- WORK REQUIRED: Would you please report how many lines of the listing contain "Append"? Reply with that number only.
+===+
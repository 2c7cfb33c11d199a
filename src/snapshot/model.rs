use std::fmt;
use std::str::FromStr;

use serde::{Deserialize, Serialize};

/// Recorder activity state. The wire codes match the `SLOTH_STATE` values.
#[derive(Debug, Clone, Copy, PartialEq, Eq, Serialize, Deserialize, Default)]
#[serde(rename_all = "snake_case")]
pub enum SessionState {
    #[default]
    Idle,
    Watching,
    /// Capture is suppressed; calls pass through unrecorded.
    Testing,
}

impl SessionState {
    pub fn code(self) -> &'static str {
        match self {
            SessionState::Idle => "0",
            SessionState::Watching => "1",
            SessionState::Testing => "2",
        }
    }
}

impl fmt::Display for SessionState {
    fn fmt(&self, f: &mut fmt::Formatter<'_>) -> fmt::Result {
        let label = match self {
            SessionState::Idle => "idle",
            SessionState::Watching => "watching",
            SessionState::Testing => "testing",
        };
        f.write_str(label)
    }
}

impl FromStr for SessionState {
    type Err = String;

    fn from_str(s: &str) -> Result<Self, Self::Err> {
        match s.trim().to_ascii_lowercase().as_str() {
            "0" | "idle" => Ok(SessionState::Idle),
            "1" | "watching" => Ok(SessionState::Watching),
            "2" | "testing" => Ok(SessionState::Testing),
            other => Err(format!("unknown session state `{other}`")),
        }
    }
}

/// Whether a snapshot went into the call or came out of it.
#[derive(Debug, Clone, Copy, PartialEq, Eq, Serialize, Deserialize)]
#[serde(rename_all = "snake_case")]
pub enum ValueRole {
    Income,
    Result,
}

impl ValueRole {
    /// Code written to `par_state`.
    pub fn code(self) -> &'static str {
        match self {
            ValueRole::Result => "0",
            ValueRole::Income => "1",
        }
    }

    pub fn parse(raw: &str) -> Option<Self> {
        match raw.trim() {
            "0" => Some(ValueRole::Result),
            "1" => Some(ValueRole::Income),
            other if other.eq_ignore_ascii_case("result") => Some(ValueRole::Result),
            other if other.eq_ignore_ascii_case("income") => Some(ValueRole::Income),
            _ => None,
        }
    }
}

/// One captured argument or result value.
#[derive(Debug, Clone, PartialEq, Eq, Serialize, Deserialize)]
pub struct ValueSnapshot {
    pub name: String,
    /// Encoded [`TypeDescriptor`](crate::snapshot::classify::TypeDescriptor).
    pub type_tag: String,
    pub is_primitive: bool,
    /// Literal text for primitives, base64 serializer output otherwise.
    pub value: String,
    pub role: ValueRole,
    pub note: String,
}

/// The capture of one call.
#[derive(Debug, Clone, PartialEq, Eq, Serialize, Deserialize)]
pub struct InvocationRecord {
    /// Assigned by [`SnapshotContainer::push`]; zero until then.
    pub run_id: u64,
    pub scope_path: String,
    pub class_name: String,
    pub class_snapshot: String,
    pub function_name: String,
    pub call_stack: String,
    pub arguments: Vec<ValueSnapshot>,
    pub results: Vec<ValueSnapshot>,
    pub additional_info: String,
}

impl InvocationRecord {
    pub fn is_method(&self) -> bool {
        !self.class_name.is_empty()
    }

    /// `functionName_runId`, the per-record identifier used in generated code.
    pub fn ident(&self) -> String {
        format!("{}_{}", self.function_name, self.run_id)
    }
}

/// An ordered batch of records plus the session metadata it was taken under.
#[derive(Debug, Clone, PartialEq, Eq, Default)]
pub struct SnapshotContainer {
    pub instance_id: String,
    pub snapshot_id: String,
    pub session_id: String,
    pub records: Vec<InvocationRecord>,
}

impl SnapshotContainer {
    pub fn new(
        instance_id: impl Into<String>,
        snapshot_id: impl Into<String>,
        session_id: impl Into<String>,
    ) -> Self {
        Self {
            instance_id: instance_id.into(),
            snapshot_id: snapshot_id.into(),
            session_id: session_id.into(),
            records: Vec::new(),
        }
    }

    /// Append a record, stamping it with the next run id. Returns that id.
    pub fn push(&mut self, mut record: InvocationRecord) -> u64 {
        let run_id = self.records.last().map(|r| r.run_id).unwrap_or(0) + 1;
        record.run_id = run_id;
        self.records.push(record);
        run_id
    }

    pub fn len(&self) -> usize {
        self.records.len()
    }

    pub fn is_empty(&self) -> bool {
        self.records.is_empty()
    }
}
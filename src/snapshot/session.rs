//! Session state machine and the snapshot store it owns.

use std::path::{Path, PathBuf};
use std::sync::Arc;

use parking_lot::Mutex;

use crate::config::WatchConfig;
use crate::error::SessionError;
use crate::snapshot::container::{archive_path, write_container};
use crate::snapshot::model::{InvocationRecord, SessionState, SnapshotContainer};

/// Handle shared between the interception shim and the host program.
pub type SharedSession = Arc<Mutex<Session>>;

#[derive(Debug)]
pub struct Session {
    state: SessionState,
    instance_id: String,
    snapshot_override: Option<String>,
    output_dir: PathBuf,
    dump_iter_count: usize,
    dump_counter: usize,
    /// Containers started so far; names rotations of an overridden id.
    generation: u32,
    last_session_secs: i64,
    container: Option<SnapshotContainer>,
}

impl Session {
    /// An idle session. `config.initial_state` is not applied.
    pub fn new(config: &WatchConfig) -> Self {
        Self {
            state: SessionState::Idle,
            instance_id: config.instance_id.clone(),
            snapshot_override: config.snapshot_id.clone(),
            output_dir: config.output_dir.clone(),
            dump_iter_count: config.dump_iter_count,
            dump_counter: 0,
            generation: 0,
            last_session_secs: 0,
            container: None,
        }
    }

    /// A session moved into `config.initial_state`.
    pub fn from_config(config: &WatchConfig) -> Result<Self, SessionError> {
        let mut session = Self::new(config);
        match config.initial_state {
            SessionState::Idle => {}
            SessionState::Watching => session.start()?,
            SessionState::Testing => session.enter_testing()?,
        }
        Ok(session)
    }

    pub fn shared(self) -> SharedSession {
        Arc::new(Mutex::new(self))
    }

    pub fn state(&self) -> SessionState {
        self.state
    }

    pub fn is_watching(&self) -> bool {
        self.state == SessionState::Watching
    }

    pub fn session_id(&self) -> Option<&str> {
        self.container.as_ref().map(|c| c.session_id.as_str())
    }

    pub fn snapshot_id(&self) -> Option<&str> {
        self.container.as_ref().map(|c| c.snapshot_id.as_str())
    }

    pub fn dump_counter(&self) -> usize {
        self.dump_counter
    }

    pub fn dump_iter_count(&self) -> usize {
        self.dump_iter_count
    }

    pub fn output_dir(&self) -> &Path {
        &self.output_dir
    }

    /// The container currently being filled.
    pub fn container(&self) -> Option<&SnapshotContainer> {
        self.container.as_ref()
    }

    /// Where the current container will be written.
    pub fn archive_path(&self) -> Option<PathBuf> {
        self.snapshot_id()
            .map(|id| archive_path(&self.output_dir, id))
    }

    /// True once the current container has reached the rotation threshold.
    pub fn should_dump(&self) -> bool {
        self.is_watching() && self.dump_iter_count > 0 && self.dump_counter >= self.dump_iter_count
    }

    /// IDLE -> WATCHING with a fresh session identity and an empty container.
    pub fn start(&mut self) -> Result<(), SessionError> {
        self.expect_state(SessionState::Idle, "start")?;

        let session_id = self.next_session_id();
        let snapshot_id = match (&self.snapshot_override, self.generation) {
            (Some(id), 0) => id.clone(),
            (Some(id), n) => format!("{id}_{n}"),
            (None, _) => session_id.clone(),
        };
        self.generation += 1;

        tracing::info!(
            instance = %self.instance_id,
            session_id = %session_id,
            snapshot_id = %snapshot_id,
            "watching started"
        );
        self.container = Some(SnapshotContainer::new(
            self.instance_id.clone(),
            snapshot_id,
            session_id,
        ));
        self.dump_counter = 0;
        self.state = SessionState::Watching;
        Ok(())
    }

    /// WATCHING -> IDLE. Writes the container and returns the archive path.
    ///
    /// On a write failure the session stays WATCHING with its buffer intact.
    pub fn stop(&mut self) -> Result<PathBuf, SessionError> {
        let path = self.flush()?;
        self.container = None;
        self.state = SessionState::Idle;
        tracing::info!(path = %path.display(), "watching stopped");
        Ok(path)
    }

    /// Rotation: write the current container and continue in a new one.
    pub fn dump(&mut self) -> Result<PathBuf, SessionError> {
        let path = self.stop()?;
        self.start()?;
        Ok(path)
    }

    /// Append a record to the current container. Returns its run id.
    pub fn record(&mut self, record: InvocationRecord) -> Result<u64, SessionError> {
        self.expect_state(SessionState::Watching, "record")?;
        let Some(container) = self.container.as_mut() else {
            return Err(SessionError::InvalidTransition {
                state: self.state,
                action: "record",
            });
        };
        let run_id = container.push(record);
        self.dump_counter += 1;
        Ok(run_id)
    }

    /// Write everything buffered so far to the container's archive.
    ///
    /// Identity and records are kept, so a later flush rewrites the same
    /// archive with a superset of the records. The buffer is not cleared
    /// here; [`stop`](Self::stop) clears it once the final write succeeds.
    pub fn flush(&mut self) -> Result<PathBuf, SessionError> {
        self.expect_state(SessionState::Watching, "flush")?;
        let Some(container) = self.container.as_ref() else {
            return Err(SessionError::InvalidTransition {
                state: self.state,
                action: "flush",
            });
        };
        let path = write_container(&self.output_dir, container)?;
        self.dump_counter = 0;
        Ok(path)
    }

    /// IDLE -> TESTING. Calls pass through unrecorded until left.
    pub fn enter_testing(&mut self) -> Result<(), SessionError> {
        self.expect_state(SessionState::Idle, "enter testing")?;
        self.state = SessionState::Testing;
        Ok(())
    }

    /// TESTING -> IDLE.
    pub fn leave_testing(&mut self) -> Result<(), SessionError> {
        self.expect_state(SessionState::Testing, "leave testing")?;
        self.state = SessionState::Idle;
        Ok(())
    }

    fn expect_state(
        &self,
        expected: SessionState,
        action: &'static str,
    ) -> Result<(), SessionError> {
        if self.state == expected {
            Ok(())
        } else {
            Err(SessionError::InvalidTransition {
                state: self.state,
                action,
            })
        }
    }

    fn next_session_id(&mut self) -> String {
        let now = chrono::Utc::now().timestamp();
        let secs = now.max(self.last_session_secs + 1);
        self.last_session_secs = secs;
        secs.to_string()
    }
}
+===+
- SOLUTION BELOW: 2